• [Material for this task]

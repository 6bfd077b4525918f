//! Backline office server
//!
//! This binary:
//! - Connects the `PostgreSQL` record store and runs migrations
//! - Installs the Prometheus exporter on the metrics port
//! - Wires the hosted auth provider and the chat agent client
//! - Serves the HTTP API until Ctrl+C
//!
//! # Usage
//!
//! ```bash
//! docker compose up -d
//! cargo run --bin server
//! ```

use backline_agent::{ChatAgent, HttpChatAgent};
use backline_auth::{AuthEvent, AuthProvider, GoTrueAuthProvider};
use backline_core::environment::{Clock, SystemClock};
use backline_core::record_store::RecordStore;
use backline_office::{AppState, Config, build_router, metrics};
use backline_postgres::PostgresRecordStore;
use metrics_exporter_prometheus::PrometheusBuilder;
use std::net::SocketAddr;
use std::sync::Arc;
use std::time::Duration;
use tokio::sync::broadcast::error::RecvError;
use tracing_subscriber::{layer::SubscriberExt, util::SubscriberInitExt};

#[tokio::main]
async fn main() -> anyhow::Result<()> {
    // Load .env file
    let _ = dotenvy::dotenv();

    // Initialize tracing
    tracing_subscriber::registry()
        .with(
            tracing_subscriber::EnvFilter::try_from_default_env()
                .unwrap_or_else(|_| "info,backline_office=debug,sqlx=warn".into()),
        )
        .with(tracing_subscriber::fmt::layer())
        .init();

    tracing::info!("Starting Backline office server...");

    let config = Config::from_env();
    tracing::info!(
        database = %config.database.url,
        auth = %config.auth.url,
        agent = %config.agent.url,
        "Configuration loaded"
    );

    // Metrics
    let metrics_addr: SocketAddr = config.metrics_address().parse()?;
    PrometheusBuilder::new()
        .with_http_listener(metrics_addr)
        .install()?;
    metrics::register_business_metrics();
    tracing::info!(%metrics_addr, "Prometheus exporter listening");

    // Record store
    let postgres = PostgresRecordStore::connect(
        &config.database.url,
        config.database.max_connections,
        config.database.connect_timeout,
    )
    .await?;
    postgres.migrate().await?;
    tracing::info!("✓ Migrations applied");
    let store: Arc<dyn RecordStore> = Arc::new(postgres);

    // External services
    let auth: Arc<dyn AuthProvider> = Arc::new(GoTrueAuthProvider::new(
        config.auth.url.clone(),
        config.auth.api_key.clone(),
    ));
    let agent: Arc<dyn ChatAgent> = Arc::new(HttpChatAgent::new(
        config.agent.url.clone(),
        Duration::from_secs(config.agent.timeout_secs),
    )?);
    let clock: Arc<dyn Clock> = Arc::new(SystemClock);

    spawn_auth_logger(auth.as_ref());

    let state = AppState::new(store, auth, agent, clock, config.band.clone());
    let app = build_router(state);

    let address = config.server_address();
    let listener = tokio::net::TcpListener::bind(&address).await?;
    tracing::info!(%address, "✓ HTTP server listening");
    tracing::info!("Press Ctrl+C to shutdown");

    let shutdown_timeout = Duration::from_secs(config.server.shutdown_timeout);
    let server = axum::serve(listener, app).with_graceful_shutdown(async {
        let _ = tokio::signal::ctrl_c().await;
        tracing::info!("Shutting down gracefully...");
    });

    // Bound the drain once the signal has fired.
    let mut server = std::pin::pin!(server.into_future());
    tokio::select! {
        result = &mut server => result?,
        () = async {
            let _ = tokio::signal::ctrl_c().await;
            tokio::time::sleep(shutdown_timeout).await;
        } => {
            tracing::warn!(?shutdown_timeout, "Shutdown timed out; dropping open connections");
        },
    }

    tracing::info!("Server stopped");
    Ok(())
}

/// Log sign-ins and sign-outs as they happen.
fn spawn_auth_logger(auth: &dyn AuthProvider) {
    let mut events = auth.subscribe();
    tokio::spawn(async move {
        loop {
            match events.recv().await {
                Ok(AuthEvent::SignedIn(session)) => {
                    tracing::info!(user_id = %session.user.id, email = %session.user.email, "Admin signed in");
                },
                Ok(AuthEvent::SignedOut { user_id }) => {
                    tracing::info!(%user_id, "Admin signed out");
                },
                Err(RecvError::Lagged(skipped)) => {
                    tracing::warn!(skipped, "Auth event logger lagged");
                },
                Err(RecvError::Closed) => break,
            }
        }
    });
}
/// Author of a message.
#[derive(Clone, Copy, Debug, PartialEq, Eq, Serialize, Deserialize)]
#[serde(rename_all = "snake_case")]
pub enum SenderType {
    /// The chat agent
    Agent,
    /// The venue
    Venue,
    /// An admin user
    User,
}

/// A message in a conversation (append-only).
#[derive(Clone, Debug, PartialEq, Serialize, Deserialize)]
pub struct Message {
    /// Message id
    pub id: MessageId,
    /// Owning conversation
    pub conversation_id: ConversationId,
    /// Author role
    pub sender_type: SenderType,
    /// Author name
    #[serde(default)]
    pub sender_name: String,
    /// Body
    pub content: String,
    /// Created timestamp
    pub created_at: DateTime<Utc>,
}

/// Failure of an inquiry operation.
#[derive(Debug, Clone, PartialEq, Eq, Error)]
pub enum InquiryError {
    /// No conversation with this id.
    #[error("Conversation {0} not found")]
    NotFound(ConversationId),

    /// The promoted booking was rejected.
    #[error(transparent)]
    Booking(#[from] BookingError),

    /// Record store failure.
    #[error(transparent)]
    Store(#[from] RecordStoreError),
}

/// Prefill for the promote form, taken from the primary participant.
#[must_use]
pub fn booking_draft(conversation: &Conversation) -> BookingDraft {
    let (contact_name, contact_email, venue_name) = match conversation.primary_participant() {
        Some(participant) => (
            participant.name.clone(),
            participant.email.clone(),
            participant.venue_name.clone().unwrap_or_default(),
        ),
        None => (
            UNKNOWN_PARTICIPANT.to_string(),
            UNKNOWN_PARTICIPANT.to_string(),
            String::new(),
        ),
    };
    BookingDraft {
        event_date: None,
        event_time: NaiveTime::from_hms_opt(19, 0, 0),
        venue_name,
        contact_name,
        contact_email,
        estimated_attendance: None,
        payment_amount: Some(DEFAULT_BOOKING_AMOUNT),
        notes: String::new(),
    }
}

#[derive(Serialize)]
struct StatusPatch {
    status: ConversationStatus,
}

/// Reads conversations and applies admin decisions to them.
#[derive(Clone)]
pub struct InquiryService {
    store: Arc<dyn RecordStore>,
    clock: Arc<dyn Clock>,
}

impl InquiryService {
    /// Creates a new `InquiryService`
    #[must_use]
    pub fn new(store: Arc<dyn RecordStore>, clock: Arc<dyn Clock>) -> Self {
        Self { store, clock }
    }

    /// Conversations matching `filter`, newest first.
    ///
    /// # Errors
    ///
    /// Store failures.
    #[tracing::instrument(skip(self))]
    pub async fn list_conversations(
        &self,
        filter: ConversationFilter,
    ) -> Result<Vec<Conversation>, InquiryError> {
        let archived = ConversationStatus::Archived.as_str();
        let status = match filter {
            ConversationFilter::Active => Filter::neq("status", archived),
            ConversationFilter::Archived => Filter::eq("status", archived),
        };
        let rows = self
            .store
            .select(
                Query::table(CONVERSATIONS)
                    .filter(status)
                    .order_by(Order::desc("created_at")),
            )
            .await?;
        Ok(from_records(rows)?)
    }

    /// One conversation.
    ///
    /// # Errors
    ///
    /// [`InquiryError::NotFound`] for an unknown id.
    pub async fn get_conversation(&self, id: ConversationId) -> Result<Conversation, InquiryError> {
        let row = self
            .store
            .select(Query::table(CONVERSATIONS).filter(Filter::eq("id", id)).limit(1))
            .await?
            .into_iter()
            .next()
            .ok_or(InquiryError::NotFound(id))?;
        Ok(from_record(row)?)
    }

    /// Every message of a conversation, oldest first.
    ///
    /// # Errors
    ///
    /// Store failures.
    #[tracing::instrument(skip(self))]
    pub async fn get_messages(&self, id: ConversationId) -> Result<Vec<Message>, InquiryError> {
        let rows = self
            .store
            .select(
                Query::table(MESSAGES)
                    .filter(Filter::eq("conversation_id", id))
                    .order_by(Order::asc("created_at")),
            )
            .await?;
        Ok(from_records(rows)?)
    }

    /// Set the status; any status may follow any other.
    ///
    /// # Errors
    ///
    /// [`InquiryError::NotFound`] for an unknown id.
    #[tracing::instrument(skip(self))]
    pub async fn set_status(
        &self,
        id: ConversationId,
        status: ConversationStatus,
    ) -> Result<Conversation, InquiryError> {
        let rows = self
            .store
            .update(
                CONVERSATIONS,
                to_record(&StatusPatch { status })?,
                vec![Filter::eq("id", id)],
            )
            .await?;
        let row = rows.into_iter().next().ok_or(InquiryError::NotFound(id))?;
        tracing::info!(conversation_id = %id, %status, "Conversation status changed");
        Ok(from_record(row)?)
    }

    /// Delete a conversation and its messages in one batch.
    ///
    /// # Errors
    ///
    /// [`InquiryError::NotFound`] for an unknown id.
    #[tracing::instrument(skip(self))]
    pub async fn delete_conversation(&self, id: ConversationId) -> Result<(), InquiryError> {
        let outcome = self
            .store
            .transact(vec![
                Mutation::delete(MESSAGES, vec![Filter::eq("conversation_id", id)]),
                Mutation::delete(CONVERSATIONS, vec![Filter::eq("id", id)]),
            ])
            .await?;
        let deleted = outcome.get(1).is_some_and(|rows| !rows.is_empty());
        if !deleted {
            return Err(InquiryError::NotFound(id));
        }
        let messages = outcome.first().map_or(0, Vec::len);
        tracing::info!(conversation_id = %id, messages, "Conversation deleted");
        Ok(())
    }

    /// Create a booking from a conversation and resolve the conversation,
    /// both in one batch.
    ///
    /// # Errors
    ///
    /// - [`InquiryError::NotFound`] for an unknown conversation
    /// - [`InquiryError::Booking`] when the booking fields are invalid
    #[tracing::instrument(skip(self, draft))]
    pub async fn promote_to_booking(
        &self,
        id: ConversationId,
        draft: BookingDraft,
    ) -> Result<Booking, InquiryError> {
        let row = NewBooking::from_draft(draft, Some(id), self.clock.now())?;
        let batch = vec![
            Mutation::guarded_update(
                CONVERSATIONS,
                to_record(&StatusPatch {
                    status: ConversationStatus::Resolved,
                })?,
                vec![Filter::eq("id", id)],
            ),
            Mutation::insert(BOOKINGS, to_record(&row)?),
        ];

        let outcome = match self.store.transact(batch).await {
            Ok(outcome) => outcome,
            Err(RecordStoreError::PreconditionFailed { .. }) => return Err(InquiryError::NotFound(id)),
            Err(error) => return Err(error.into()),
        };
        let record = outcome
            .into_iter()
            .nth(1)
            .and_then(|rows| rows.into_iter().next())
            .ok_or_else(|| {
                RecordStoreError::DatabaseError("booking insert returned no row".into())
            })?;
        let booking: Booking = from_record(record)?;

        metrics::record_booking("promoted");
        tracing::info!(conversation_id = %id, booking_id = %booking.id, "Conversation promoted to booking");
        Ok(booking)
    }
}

• [Task to carry out] All lines in the records with the string "ConversationStatus" should be copied out.

• [Answer to this task]
    status: ConversationStatus,
        let archived = ConversationStatus::Archived.as_str();
        status: ConversationStatus,
                    status: ConversationStatus::Resolved,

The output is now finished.